In 1999, I founded the non-profit organization everyday gandhis, which since 2004 has been working in Liberia, West Africa with ‘below the grassroots’ peacebuilders, elders and traditional indigenous communities. Our work there began with a dream that came to me on the eve of my first visit: the dead from Liberia’s civil war were asking to be properly buried and mourned. This led to an inquiry among elders and diviners that started a conversation which, in turn, catalyzed the community to organize Liberia’s first post-war traditional Mourning Feast. In a traditional Mourning Feast, the community gathers to settle any unresolved conflicts, which are then put to rest permanently and sent ‘across the river’ with the dead, after which those conflicts may not be raised again. To eat from the common bowl is a sacred oath of reconciliation.

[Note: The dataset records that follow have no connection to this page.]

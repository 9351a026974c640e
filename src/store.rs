use crate::error::StoreError;
use crate::model::{Amenity, Place, Review, User};
use crate::types::{AmenityId, PlaceId, ReviewId, UserId};
use async_trait::async_trait;

/// Store interface for users.
///
/// Id lookups return `Ok(None)` for absence; they never fail for a missing
/// row. `update_user` refreshes the entity's update timestamp, persists the
/// new field values, and is a silent no-op when the row no longer exists.
#[async_trait]
pub trait UserStore {
    /// Inserts a new user keyed by its id.
    async fn add_user(&self, user: User) -> std::result::Result<(), StoreError>;

    /// Returns the user with the given id, if any.
    async fn user(&self, id: &UserId) -> std::result::Result<Option<User>, StoreError>;

    /// Returns all users.
    async fn users(&self) -> std::result::Result<Vec<User>, StoreError>;

    /// Persists new field values for an existing user.
    async fn update_user(&self, user: User) -> std::result::Result<(), StoreError>;

    /// Returns the user with the given email (exact, case-sensitive match).
    async fn user_by_email(&self, email: &str) -> std::result::Result<Option<User>, StoreError>;
}

/// Store interface for places.
#[async_trait]
pub trait PlaceStore {
    /// Inserts a new place keyed by its id.
    async fn add_place(&self, place: Place) -> std::result::Result<(), StoreError>;

    /// Returns the place with the given id, if any.
    async fn place(&self, id: &PlaceId) -> std::result::Result<Option<Place>, StoreError>;

    /// Returns all places.
    async fn places(&self) -> std::result::Result<Vec<Place>, StoreError>;

    /// Persists new field values for an existing place.
    async fn update_place(&self, place: Place) -> std::result::Result<(), StoreError>;

    /// Returns all places hosted by the given user.
    async fn places_by_host(&self, host_id: &UserId)
    -> std::result::Result<Vec<Place>, StoreError>;
}

/// Store interface for amenities.
#[async_trait]
pub trait AmenityStore {
    /// Inserts a new amenity keyed by its id.
    async fn add_amenity(&self, amenity: Amenity) -> std::result::Result<(), StoreError>;

    /// Returns the amenity with the given id, if any.
    async fn amenity(&self, id: &AmenityId) -> std::result::Result<Option<Amenity>, StoreError>;

    /// Returns all amenities.
    async fn amenities(&self) -> std::result::Result<Vec<Amenity>, StoreError>;

    /// Persists new field values for an existing amenity.
    async fn update_amenity(&self, amenity: Amenity) -> std::result::Result<(), StoreError>;

    /// Returns the amenity with the given name (exact, case-sensitive match).
    async fn amenity_by_name(&self, name: &str)
    -> std::result::Result<Option<Amenity>, StoreError>;
}

/// Store interface for reviews. The only entity kind with a delete path.
#[async_trait]
pub trait ReviewStore {
    /// Inserts a new review keyed by its id.
    async fn add_review(&self, review: Review) -> std::result::Result<(), StoreError>;

    /// Returns the review with the given id, if any.
    async fn review(&self, id: &ReviewId) -> std::result::Result<Option<Review>, StoreError>;

    /// Returns all reviews.
    async fn reviews(&self) -> std::result::Result<Vec<Review>, StoreError>;

    /// Persists new field values for an existing review.
    async fn update_review(&self, review: Review) -> std::result::Result<(), StoreError>;

    /// Removes the review if present, reporting whether removal occurred.
    async fn delete_review(&self, id: &ReviewId) -> std::result::Result<bool, StoreError>;

    /// Returns all reviews for a place.
    async fn reviews_by_place(
        &self,
        place_id: &PlaceId,
    ) -> std::result::Result<Vec<Review>, StoreError>;

    /// Returns the review a user wrote for a place, if any.
    async fn review_by_place_and_user(
        &self,
        place_id: &PlaceId,
        user_id: &UserId,
    ) -> std::result::Result<Option<Review>, StoreError>;
}

/// Composite store trait.
pub trait Store: UserStore + PlaceStore + AmenityStore + ReviewStore + Send + Sync {}

impl<T> Store for T where T: UserStore + PlaceStore + AmenityStore + ReviewStore + Send + Sync {}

The Feast was attended by over 5,000 people who only a few months prior had been killing each other and were now united in an extended ritual of reconciliation and peacebuilding. Two years later we learned that local dreamers had received the same dream message that had come to me. Our work continues to be guided by dreams, divinations and community councils. www.everydaygandhis.org

Photo: Cynthia Travis - Accounts

Exhaustion, sorrow, the exhaustion that comes from sorrow… Released from numbness, I fall into sorrow’s arms, fall through her into a canyon wider than I can see. It is not freefall. I am held aloft and protected from the rocky sides of ruin by the soft and limitless sky in which all sadness, in all its beauty, floats. I am carried by currents of sorrow, thermals of grief, between bluffs and sea. Sorrow is with me always. It must be contagious, because when I speak it, when the stories walk out of my mouth into casual conversation, people tear up and sometimes want to hear more, and to keep from being rote, or bored, to keep from having to wind myself up and click across the conversation until I can stop, to keep from having to push until the words squeeze out of me like air through an accordion, I am learning to pause, inhale, and let the sadness sigh out, pulling the rest of me with it in a careful story that I can offer from the heart if someone asks to hear.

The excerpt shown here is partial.